In the records below, find each line with "break" and copy it.

-- TASK MATERIAL follows --

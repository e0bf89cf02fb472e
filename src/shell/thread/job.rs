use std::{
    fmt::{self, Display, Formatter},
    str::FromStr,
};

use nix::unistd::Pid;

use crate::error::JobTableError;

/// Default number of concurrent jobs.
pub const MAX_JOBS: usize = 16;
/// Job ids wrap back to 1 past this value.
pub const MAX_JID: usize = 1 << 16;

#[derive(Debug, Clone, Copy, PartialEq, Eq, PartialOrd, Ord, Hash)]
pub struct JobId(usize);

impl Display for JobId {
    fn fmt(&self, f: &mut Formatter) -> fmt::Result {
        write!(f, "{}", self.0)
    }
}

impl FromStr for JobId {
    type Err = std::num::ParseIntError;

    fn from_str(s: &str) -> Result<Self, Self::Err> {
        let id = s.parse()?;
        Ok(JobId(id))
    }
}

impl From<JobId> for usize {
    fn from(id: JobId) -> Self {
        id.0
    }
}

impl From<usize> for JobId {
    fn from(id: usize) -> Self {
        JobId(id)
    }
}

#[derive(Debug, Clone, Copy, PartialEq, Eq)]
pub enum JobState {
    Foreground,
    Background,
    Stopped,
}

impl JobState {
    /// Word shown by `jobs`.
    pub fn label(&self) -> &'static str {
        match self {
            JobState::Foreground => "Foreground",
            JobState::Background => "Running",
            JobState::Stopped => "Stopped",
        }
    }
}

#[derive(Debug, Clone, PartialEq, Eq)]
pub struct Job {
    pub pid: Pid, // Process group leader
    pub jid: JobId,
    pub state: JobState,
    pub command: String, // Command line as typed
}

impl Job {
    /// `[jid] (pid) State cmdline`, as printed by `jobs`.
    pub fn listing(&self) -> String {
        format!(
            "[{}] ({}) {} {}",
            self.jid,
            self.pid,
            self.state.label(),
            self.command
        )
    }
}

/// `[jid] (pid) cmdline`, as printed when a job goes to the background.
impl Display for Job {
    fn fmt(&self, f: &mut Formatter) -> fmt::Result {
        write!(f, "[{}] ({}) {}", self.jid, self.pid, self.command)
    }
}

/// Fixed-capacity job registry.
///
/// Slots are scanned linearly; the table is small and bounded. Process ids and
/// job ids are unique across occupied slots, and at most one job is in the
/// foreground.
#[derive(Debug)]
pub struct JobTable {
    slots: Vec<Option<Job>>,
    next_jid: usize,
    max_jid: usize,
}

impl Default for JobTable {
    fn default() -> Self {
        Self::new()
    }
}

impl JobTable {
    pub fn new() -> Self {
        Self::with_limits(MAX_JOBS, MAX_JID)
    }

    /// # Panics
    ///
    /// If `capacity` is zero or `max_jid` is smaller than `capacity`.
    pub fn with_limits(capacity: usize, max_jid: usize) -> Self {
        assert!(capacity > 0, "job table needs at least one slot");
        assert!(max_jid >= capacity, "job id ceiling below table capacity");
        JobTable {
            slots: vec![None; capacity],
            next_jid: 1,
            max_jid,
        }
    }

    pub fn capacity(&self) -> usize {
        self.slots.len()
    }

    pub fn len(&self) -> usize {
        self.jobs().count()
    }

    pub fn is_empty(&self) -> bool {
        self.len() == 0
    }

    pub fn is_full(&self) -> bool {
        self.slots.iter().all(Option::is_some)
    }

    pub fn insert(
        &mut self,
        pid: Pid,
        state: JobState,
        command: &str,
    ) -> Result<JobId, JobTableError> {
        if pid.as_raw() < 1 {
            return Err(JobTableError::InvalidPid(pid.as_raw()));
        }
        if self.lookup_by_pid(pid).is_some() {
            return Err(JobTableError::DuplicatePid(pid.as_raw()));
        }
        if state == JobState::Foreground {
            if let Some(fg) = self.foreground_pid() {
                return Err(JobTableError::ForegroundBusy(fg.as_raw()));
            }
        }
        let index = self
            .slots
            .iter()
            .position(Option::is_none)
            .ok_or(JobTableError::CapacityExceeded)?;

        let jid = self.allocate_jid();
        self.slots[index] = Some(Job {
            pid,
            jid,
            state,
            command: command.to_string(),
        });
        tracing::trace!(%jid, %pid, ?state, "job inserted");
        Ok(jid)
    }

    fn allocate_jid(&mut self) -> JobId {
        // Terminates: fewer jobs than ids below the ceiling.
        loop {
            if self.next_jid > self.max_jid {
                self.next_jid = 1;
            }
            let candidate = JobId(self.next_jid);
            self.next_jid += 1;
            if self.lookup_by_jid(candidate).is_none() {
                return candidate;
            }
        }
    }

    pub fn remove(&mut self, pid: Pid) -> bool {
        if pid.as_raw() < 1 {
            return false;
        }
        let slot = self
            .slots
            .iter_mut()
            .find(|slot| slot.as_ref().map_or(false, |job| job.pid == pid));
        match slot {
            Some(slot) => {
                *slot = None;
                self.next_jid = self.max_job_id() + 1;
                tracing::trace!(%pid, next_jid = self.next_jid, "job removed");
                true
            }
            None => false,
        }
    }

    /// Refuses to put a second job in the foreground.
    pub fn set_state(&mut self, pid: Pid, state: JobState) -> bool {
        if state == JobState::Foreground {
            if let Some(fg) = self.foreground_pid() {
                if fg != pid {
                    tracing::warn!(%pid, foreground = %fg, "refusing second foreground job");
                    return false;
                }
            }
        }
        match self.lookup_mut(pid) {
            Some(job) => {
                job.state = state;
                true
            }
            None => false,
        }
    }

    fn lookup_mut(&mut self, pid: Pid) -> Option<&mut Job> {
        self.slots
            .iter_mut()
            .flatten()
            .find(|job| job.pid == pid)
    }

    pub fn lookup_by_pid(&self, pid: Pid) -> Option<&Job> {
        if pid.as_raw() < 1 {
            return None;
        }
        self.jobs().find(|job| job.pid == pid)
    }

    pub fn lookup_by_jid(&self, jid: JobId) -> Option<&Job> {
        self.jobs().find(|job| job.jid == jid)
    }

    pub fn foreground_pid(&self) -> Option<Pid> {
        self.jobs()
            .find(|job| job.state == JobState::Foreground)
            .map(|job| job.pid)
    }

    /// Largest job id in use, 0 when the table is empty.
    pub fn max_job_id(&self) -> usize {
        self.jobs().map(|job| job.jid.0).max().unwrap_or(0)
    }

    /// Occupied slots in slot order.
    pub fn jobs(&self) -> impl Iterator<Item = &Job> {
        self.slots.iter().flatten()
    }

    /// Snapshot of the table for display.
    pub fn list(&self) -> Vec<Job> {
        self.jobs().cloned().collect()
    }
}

-- TASK MATERIAL concluded --
-- TASK MATERIAL follows --

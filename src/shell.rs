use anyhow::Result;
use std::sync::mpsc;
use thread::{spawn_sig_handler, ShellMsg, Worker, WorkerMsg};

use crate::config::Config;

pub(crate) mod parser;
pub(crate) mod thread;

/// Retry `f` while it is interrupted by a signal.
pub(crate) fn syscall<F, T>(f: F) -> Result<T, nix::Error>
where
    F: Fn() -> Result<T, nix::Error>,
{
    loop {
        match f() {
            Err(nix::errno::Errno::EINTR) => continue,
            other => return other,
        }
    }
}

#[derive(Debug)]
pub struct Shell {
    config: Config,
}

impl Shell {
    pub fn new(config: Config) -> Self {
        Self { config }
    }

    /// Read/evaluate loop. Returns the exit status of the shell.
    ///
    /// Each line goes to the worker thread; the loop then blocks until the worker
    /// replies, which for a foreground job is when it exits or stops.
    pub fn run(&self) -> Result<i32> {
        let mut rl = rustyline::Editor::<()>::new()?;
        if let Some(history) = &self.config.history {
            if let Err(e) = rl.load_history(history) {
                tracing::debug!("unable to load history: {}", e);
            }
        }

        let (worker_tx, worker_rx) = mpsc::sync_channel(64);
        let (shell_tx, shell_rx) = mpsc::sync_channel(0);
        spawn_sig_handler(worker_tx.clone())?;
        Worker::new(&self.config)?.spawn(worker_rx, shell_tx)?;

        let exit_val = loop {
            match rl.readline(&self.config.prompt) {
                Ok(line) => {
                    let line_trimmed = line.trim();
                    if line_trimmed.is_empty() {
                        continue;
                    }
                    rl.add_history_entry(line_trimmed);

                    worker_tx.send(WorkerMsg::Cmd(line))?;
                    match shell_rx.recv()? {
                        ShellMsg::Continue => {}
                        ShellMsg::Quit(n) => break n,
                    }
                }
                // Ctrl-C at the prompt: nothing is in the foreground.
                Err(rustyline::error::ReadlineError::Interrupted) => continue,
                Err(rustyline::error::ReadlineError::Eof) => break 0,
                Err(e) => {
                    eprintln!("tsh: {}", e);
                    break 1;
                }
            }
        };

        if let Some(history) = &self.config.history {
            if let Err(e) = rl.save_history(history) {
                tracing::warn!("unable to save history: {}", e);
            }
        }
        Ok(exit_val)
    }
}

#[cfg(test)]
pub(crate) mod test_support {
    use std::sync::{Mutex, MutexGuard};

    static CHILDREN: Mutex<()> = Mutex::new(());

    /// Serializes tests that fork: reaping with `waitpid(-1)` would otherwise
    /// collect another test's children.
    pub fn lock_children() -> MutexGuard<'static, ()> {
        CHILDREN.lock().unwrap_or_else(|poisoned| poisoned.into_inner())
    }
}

-- TASK MATERIAL concluded --

RESULT OF THE TASK:
                        ShellMsg::Quit(n) => break n,
                Err(rustyline::error::ReadlineError::Eof) => break 0,
                    break 1;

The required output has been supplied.